Learning sensorimotor control with neuromorphic sensors: Toward hyperdimensional active perception


Anton Mitrokhin*
Peter Sutor*
Cornelia Fermüller
Yiannis Aloimonos
*Equal Contribution

Perception and Robotics Group
at
University of Maryland, College Park

Link to full article in Science Robotics is available here



Abstract


Fig. 1. (a) A drone flies in a particular pattern, generating events (rapid changes in pixel intensity) on the DVS camera and velocity vectors signifying the direction it is travelling in. (b) Drone flight creates events, visualized as a cloud of 2D pixels in time (darker colors are older events), with time as the 3rd dimension. (c) Events are used to generated special images, called time slices, that show motion over a period of time as a blurring effect. (d) Time slices are paired with direction of travel of the drone to generate data of how to navigate an environment. (e) Each time slice instance of a particular velocity is turned into a special long binary vector (shown as a square black/white image here) that encodes the motion information.
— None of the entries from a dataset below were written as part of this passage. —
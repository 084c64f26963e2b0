//! Synchronous editing operations.
//!
//! Typing, Enter and Backspace act at the end of the current paragraph.
//! Incoming text is NFC-normalized and split on `\r\n`, `\r` and `\n`: the
//! first line extends the current paragraph, every further line opens a new
//! paragraph directly after it.

use crate::{DocumentState, InputInterest, Position};
use core_text::segment::normalize;
use core_text::{Paragraph, split_lines};
use tracing::{debug, trace};

impl DocumentState {
    /// Insert text at the caret, replacing any selection first.
    pub fn insert_text(&mut self, text: &str) {
        self.revalidate();
        if text.is_empty() {
            return;
        }
        if self.has_selection() {
            self.delete_selection();
        }
        let text = normalize(text);
        let style = self.pending_style.clone();
        let lines = split_lines(&text);
        for (i, line) in lines.iter().enumerate() {
            if i > 0 {
                self.open_paragraph_after_current();
            }
            self.current_paragraph_mut().append_text(line, &style);
        }
        self.selection.reset();
        self.mark_grown(self.current_page);
        trace!(
            target: "state.edit",
            len = text.len(),
            lines = lines.len(),
            page = self.current_page,
            paragraph = self.current_paragraph,
            "insert_text"
        );
    }

    /// Enter: replace any selection, then open a new paragraph after the
    /// current one using the pending alignment.
    pub fn insert_paragraph(&mut self) {
        self.revalidate();
        if self.has_selection() {
            self.delete_selection();
        }
        self.open_paragraph_after_current();
        self.mark_grown(self.current_page);
        trace!(target: "state.edit", page = self.current_page, paragraph = self.current_paragraph, "insert_paragraph");
    }

    fn open_paragraph_after_current(&mut self) {
        self.revalidate();
        let para = Paragraph::new(self.pending_style.clone(), self.pending_alignment);
        self.routes.attach(para.id(), InputInterest::all());
        let at = self.current_paragraph + 1;
        self.pages[self.current_page].insert(at, para);
        self.current_paragraph = at;
    }

    /// Backspace: delete the selection if there is one, otherwise remove the
    /// last grapheme of the current paragraph. An already-empty paragraph is
    /// removed (caret to the previous paragraph) unless it is the first of
    /// the first page; a blank non-first page is removed entirely.
    pub fn backspace(&mut self) {
        self.revalidate();
        if self.has_selection() {
            self.delete_selection();
            return;
        }
        let Position { page, paragraph } = self.current();
        let para = self.current_paragraph_mut();
        para.clear_saved_selection();
        if let Some(removed) = para.remove_last_grapheme() {
            trace!(target: "state.edit", removed = removed.len(), "backspace");
            return;
        }
        if paragraph > 0 {
            if let Some(gone) = self.pages[page].remove(paragraph) {
                self.routes.detach(gone.id());
            }
            self.current_paragraph = paragraph - 1;
            debug!(target: "state.edit", page, paragraph, "backspace_remove_paragraph");
        } else if page > 0 && self.pages[page].is_blank() {
            self.remove_page(page);
            self.current_page = page - 1;
            self.current_paragraph = usize::MAX;
            self.revalidate();
            debug!(target: "state.edit", page, "backspace_remove_page");
        }
    }

    /// Delete key: removes the selection when present, otherwise no-op.
    pub fn delete_forward(&mut self) {
        self.revalidate();
        if self.has_selection() {
            self.delete_selection();
        }
    }

    /// Delete every selected range. Paragraphs emptied by the deletion are
    /// removed unless they are the last of their page; non-first pages left
    /// blank are removed and the rest renumbered. The caret lands on the
    /// first affected paragraph. Returns false when nothing was selected.
    pub fn delete_selection(&mut self) -> bool {
        self.revalidate();
        let mut first: Option<Position> = None;
        let mut touched_pages = Vec::new();
        let mut removed_chars = 0usize;
        for (pi, page) in self.pages.iter_mut().enumerate() {
            let mut emptied = Vec::new();
            let mut touched = false;
            for (i, para) in page.paragraphs_mut().iter_mut().enumerate() {
                match para.delete_selection() {
                    Some(removed) => {
                        removed_chars += removed.chars().count();
                        first.get_or_insert(Position::new(pi, i));
                        touched = true;
                        if para.is_empty() {
                            emptied.push(i);
                        }
                    }
                    None => para.clear_selection(),
                }
            }
            for i in emptied.into_iter().rev() {
                if let Some(gone) = page.remove(i) {
                    self.routes.detach(gone.id());
                }
            }
            if touched {
                touched_pages.push(pi);
            }
        }
        self.selection.reset();
        let Some(mut caret) = first else {
            return false;
        };
        for pi in touched_pages.into_iter().rev() {
            if pi > 0 && self.pages[pi].is_blank() {
                self.remove_page(pi);
                if caret.page == pi {
                    caret = Position::new(pi - 1, usize::MAX);
                }
            }
        }
        self.set_current(caret);
        debug!(
            target: "state.edit",
            removed = removed_chars,
            pages = self.pages.len(),
            "delete_selection"
        );
        true
    }

    /// Remove a page and release its paragraphs' subscriptions.
    fn remove_page(&mut self, idx: usize) {
        if self.pages.len() <= 1 || idx >= self.pages.len() {
            return;
        }
        let page = self.pages.remove(idx);
        for para in page.paragraphs() {
            self.routes.detach(para.id());
        }
        self.renumber_pages();
        self.grown_pages.retain(|&p| p < self.pages.len());
    }
}

#[cfg(test)]
mod tests {
    use crate::{DocumentState, Position};
    use core_text::Style;
    use pretty_assertions::assert_eq;

    fn texts(doc: &DocumentState) -> Vec<Vec<String>> {
        doc.pages()
            .iter()
            .map(|p| p.paragraphs().iter().map(|x| x.text()).collect())
            .collect()
    }

    #[test]
    fn typing_with_same_style_extends_one_run() {
        let mut doc = DocumentState::default();
        doc.insert_text("Hello");
        doc.insert_text(" World");
        let runs = doc.current_paragraph().runs();
        assert_eq!(runs.len(), 1);
        assert_eq!(runs[0].text, "Hello World");
    }

    #[test]
    fn toggling_bold_mid_typing_starts_a_new_run() {
        let mut doc = DocumentState::default();
        doc.toggle_bold();
        doc.insert_text("Hello");
        doc.toggle_bold();
        doc.insert_text(" World");
        let runs = doc.current_paragraph().runs();
        assert_eq!(runs.len(), 2);
        assert_eq!(runs[0].text, "Hello");
        assert!(runs[0].style.is_bold());
        assert_eq!(runs[1].text, " World");
        assert_eq!(runs[1].style, Style::default());
    }

    #[test]
    fn multi_line_text_becomes_paragraphs() {
        let mut doc = DocumentState::default();
        doc.insert_text("A\nB\r\nC");
        assert_eq!(texts(&doc), vec![vec!["A", "B", "C"]]);
        assert_eq!(doc.current(), Position::new(0, 2));
        assert_eq!(doc.routes().len(), 3);
        assert_eq!(doc.take_grown_pages(), vec![0]);
        assert!(doc.take_grown_pages().is_empty());
    }

    #[test]
    fn inserted_text_is_nfc_normalized() {
        let mut doc = DocumentState::default();
        doc.insert_text("e\u{0301}");
        assert_eq!(doc.current_paragraph().text(), "\u{00E9}");
    }

    #[test]
    fn enter_inserts_after_current_paragraph() {
        let mut doc = DocumentState::default();
        doc.insert_text("one\ntwo");
        doc.set_current(Position::new(0, 0));
        doc.insert_paragraph();
        doc.insert_text("mid");
        assert_eq!(texts(&doc), vec![vec!["one", "mid", "two"]]);
    }

    #[test]
    fn backspace_trims_then_removes_empty_paragraph() {
        let mut doc = DocumentState::default();
        doc.insert_text("ab\nc");
        doc.backspace();
        assert_eq!(texts(&doc), vec![vec!["ab", ""]]);
        doc.backspace();
        assert_eq!(texts(&doc), vec![vec!["ab"]]);
        assert_eq!(doc.current(), Position::new(0, 0));
        doc.backspace();
        doc.backspace();
        doc.backspace();
        assert_eq!(texts(&doc), vec![vec![""]]);
        assert_eq!(doc.routes().len(), 1);
    }

    #[test]
    fn backspace_on_blank_trailing_page_removes_it() {
        let mut doc = DocumentState::default();
        doc.insert_text("a\n");
        doc.migrate_last_paragraph(0);
        assert_eq!(doc.page_count(), 2);
        doc.backspace();
        assert_eq!(doc.page_count(), 1);
        assert_eq!(doc.current(), Position::new(0, 0));
    }

    #[test]
    fn backspace_removes_whole_grapheme() {
        let mut doc = DocumentState::default();
        doc.insert_text("x👍🏽");
        doc.backspace();
        assert_eq!(doc.current_paragraph().text(), "x");
    }

    #[test]
    fn delete_selection_removes_emptied_paragraphs_and_pages() {
        let mut doc = DocumentState::default();
        doc.insert_text("keep\ngone1\ngone2\nlast");
        doc.migrate_last_paragraph(0);
        doc.set_current(Position::new(0, 0));
        // select from paragraph 1 through the end of page 1
        doc.pointer_press(Position::new(0, 1), None, false);
        doc.pointer_move(Position::new(1, usize::MAX), None);
        doc.pointer_release();
        assert_eq!(doc.selected_text(), "gone1\ngone2\nlast");
        assert!(doc.delete_selection());
        assert_eq!(texts(&doc), vec![vec!["keep"]]);
        assert_eq!(doc.current(), Position::new(0, 0));
        assert_eq!(doc.routes().len(), 1);
        assert!(!doc.has_selection());
        assert!(!doc.delete_selection());
    }

    #[test]
    fn delete_partial_selection_keeps_paragraph() {
        let mut doc = DocumentState::default();
        doc.insert_text("Hello World");
        doc.select_chars(Position::new(0, 0), 5, 11);
        doc.delete_forward();
        assert_eq!(texts(&doc), vec![vec!["Hello"]]);
    }

    #[test]
    fn typing_replaces_selection() {
        let mut doc = DocumentState::default();
        doc.insert_text("Hello World");
        doc.select_chars(Position::new(0, 0), 6, 11);
        doc.insert_text("there");
        assert_eq!(doc.current_paragraph().text(), "Hello there");
    }
}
These are stacked on top of each other via a special operation, along with a unique long binary vector identifying the direction, into a single long binary vector encoding. This encoding forms a memory of every time the drone ever moved in that direction. (f) Given a new observed time slice, a drone can predict how to move by recalling the velocity vector. This is done by finding the long binary vector that contains the most similar instance of a time slice. Similarity here is simply the closest vector in Hamming Distance.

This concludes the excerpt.